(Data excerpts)
#####

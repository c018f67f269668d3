//! Entitlement rules: lifecycle classification, reservation checks and
//! the renewal call-to-action.
//!
//! Status is always derived from `(total_sessions, allocations, expiry_date,
//! today)` and never stored, so it cannot drift from the counters.

use serde::{Deserialize, Serialize};

use crate::error::BookingError;
use crate::types::{Date, DbId};

// ---------------------------------------------------------------------------
// Constants
// ---------------------------------------------------------------------------

/// Upper bound on a catalog package's validity window.
pub const MAX_VALIDITY_DAYS: i32 = 3 * 365;

// ---------------------------------------------------------------------------
// Types
// ---------------------------------------------------------------------------

/// Lifecycle status of a purchased package.
#[derive(Debug, Clone, Copy, PartialEq, Eq, Hash, Serialize, Deserialize)]
#[serde(rename_all = "snake_case")]
pub enum PackageStatus {
    Active,
    Depleted,
    Expired,
}

/// Per-course counters of one allocation.
#[derive(Debug, Clone, Copy, PartialEq, Eq)]
pub struct AllocationUsage {
    pub course_id: DbId,
    pub sessions_allotted: i32,
    pub sessions_consumed: i32,
}

impl AllocationUsage {
    pub fn remaining(&self) -> i32 {
        self.sessions_allotted - self.sessions_consumed
    }
}

/// What the account area should offer for a package.
#[derive(Debug, Clone, Copy, PartialEq, Eq, Serialize, Deserialize)]
#[serde(rename_all = "snake_case")]
pub enum RenewalPrompt {
    None,
    RenewDepleted,
    RenewExpired,
}

/// Filter applied when listing a customer's packages.
#[derive(Debug, Clone, Copy, Default, PartialEq, Eq, Deserialize)]
#[serde(rename_all = "snake_case")]
pub enum PackageView {
    /// Only packages that can still be booked.
    Active,
    /// Depleted and expired packages.
    History,
    #[default]
    All,
}

impl PackageView {
    pub fn includes(&self, status: PackageStatus) -> bool {
        match self {
            Self::Active => status == PackageStatus::Active,
            Self::History => status != PackageStatus::Active,
            Self::All => true,
        }
    }
}

// ---------------------------------------------------------------------------
// Derived values
// ---------------------------------------------------------------------------

/// Sessions left across all courses.
pub fn remaining_sessions(total_sessions: i32, allocations: &[AllocationUsage]) -> i32 {
    let consumed: i32 = allocations.iter().map(|a| a.sessions_consumed).sum();
    total_sessions - consumed
}

/// Classify a package. EXPIRED takes precedence over DEPLETED.
pub fn classify(
    total_sessions: i32,
    allocations: &[AllocationUsage],
    expiry_date: Date,
    today: Date,
) -> PackageStatus {
    if today >= expiry_date {
        PackageStatus::Expired
    } else if remaining_sessions(total_sessions, allocations) <= 0 {
        PackageStatus::Depleted
    } else {
        PackageStatus::Active
    }
}

pub fn renewal_prompt(status: PackageStatus) -> RenewalPrompt {
    match status {
        PackageStatus::Active => RenewalPrompt::None,
        PackageStatus::Depleted => RenewalPrompt::RenewDepleted,
        PackageStatus::Expired => RenewalPrompt::RenewExpired,
    }
}

/// Expiry date of a package bought on `purchased_on` with the given validity.
pub fn expiry_for(purchased_on: Date, validity_days: i32) -> Date {
    purchased_on + chrono::Duration::days(i64::from(validity_days))
}

// ---------------------------------------------------------------------------
// Validation
// ---------------------------------------------------------------------------

/// Check the purchase-time invariants of a set of allocations.
pub fn validate_allocations(
    total_sessions: i32,
    allocations: &[AllocationUsage],
) -> Result<(), String> {
    if allocations.is_empty() {
        return Err("A package must include at least one course".to_string());
    }
    let mut seen = std::collections::HashSet::new();
    for a in allocations {
        if !seen.insert(a.course_id) {
            return Err(format!("Course {} is allocated more than once", a.course_id));
        }
        if a.sessions_allotted <= 0 {
            return Err(format!(
                "Course {} must be allotted at least one session",
                a.course_id
            ));
        }
        if a.sessions_consumed < 0 || a.sessions_consumed > a.sessions_allotted {
            return Err(format!(
                "Course {} has {} sessions consumed out of {}",
                a.course_id, a.sessions_consumed, a.sessions_allotted
            ));
        }
    }
    let sum: i32 = allocations.iter().map(|a| a.sessions_allotted).sum();
    if sum != total_sessions {
        return Err(format!(
            "Allocations sum to {sum} sessions but the package total is {total_sessions}"
        ));
    }
    Ok(())
}

pub fn validate_validity_days(validity_days: i32) -> Result<(), String> {
    if (1..=MAX_VALIDITY_DAYS).contains(&validity_days) {
        Ok(())
    } else {
        Err(format!(
            "Validity must be between 1 and {MAX_VALIDITY_DAYS} days, got {validity_days}"
        ))
    }
}

/// Run the reservation checks that follow the existence/ownership check:
/// not expired, course allocated, a session left for the course.
///
/// `allocation` is the caller's lookup of the allocation for `course_id`.
pub fn check_reservable(
    package_id: DbId,
    course_id: DbId,
    expiry_date: Date,
    allocation: Option<&AllocationUsage>,
    today: Date,
) -> Result<(), BookingError> {
    if today >= expiry_date {
        return Err(BookingError::Expired { package_id });
    }
    let allocation = allocation.ok_or(BookingError::CourseNotAllocated {
        package_id,
        course_id,
    })?;
    if allocation.sessions_consumed >= allocation.sessions_allotted {
        return Err(BookingError::Depleted {
            package_id,
            course_id,
        });
    }
    Ok(())
}

/// Entitlement cannot be spent on a session held on or after the expiry date.
pub fn check_date_within_entitlement(
    package_id: DbId,
    expiry_date: Date,
    booked_date: Date,
) -> Result<(), BookingError> {
    if booked_date >= expiry_date {
        Err(BookingError::Expired { package_id })
    } else {
        Ok(())
    }
}
#[sqlx::test(migrations = "../../db/migrations")]
async fn past_booking_cannot_be_cancelled(pool: PgPool) {
    let catalog = seed_catalog(&pool, 4).await;
    let package_id = buy_combo(&pool, &catalog, OWNER).await.package.id;
    let booking_id = book_one(&pool, &catalog, package_id, date(2030, 3, 4)).await;

    let err = SchedulingRepo::cancel(&pool, booking_id, Some(OWNER), date(2030, 3, 5))
        .await
        .unwrap_err();
    assert_matches!(err, LedgerError::Core(CoreError::Conflict(_)));
    assert_eq!(consumed(&pool, package_id, catalog.swimming).await, (1, 3));
}

// ---------------------------------------------------------------------------
// Reschedule
// ---------------------------------------------------------------------------

#[sqlx::test(migrations = "../../db/migrations")]
async fn reschedule_moves_the_booking(pool: PgPool) {
    let catalog = seed_catalog(&pool, 4).await;
    let package_id = buy_combo(&pool, &catalog, OWNER).await.package.id;
    let from = date(2030, 3, 4);
    let to = date(2030, 3, 6);
    let booking_id = book_one(&pool, &catalog, package_id, from).await;

    let moved = SchedulingRepo::reschedule(
        &pool,
        OWNER,
        booking_id,
        &RescheduleBooking {
            schedule_id: None,
            new_date: to,
        },
        today(),
    )
    .await
    .unwrap();

    assert_eq!(moved.status, "confirmed");
    assert_eq!(moved.booking.booked_date, to);
    assert_eq!(moved.booking.rescheduled_from_id, Some(booking_id));
    assert_eq!(moved.participants, participants());

    let old = BookingRepo::find_by_id(&pool, booking_id).await.unwrap().unwrap();
    assert_eq!(old.status_id, BookingStatus::Rescheduled.id());

    assert_eq!(consumed(&pool, package_id, catalog.swimming).await, (1, 3));
    assert_eq!(capacity_booked(&pool, catalog.swim_schedule.id, from).await, 0);
    assert_eq!(capacity_booked(&pool, catalog.swim_schedule.id, to).await, 1);
}
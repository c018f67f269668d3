//! Shared query parameter types for API handlers.

use academy_core::entitlement::PackageView;
use serde::Deserialize;

/// `?year=&month=` for the availability calendar. Both are required.
#[derive(Debug, Deserialize)]
pub struct MonthParams {
    pub year: i32,
    pub month: u32,
}

/// `?view=active|history|all` for package listings (default `all`).
#[derive(Debug, Default, Deserialize)]
pub struct PackageListParams {
    #[serde(default)]
    pub view: PackageView,
}
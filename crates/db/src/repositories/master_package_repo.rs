//! Repository for the package catalog (`master_packages`, `master_package_courses`).

use academy_core::entitlement::{self, AllocationUsage};
use academy_core::error::CoreError;
use academy_core::types::DbId;
use sqlx::{PgExecutor, PgPool};

use crate::error::LedgerResult;
use crate::models::master_package::{CreateMasterPackage, MasterPackage, MasterPackageCourse};

const COLUMNS: &str = "id, name, validity_days, is_active, created_at, updated_at";

pub struct MasterPackageRepo;

impl MasterPackageRepo {
    /// Insert a master package and its course lines in one transaction.
    pub async fn create(
        pool: &PgPool,
        input: &CreateMasterPackage,
    ) -> LedgerResult<MasterPackage> {
        entitlement::validate_validity_days(input.validity_days).map_err(CoreError::Validation)?;
        let lines: Vec<AllocationUsage> = input
            .courses
            .iter()
            .map(|c| AllocationUsage {
                course_id: c.course_id,
                sessions_allotted: c.sessions,
                sessions_consumed: 0,
            })
            .collect();
        let total = lines.iter().map(|l| l.sessions_allotted).sum();
        entitlement::validate_allocations(total, &lines).map_err(CoreError::Validation)?;

        let mut tx = pool.begin().await?;

        let query = format!(
            "INSERT INTO master_packages (name, validity_days) VALUES ($1, $2) RETURNING {COLUMNS}"
        );
        let package = sqlx::query_as::<_, MasterPackage>(&query)
            .bind(&input.name)
            .bind(input.validity_days)
            .fetch_one(&mut *tx)
            .await?;

        for (position, line) in input.courses.iter().enumerate() {
            sqlx::query(
                "INSERT INTO master_package_courses (master_package_id, course_id, sessions, sort_order) \
                 VALUES ($1, $2, $3, $4)",
            )
            .bind(package.id)
            .bind(line.course_id)
            .bind(line.sessions)
            .bind(position as i32)
            .execute(&mut *tx)
            .await?;
        }

        tx.commit().await?;
        Ok(package)
    }

    pub async fn find_by_id<'e>(
        executor: impl PgExecutor<'e>,
        id: DbId,
    ) -> Result<Option<MasterPackage>, sqlx::Error> {
        let query = format!("SELECT {COLUMNS} FROM master_packages WHERE id = $1");
        sqlx::query_as::<_, MasterPackage>(&query)
            .bind(id)
            .fetch_optional(executor)
            .await
    }

    /// Course lines of a master package in catalog order.
    pub async fn list_courses<'e>(
        executor: impl PgExecutor<'e>,
        master_package_id: DbId,
    ) -> Result<Vec<MasterPackageCourse>, sqlx::Error> {
        sqlx::query_as::<_, MasterPackageCourse>(
            "SELECT mpc.course_id, c.name AS course_name, mpc.sessions, mpc.sort_order \
             FROM master_package_courses mpc \
             JOIN courses c ON c.id = mpc.course_id \
             WHERE mpc.master_package_id = $1 \
             ORDER BY mpc.sort_order, mpc.id",
        )
        .bind(master_package_id)
        .fetch_all(executor)
        .await
    }

    /// Withdraw a package from sale, or offer it again.
    pub async fn set_active(pool: &PgPool, id: DbId, is_active: bool) -> Result<bool, sqlx::Error> {
        let result = sqlx::query("UPDATE master_packages SET is_active = $2 WHERE id = $1")
            .bind(id)
            .bind(is_active)
            .execute(pool)
            .await?;
        Ok(result.rows_affected() > 0)
    }
}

#####

Tell how many lines in the data hold the string "SELECT", giving the number by itself.

2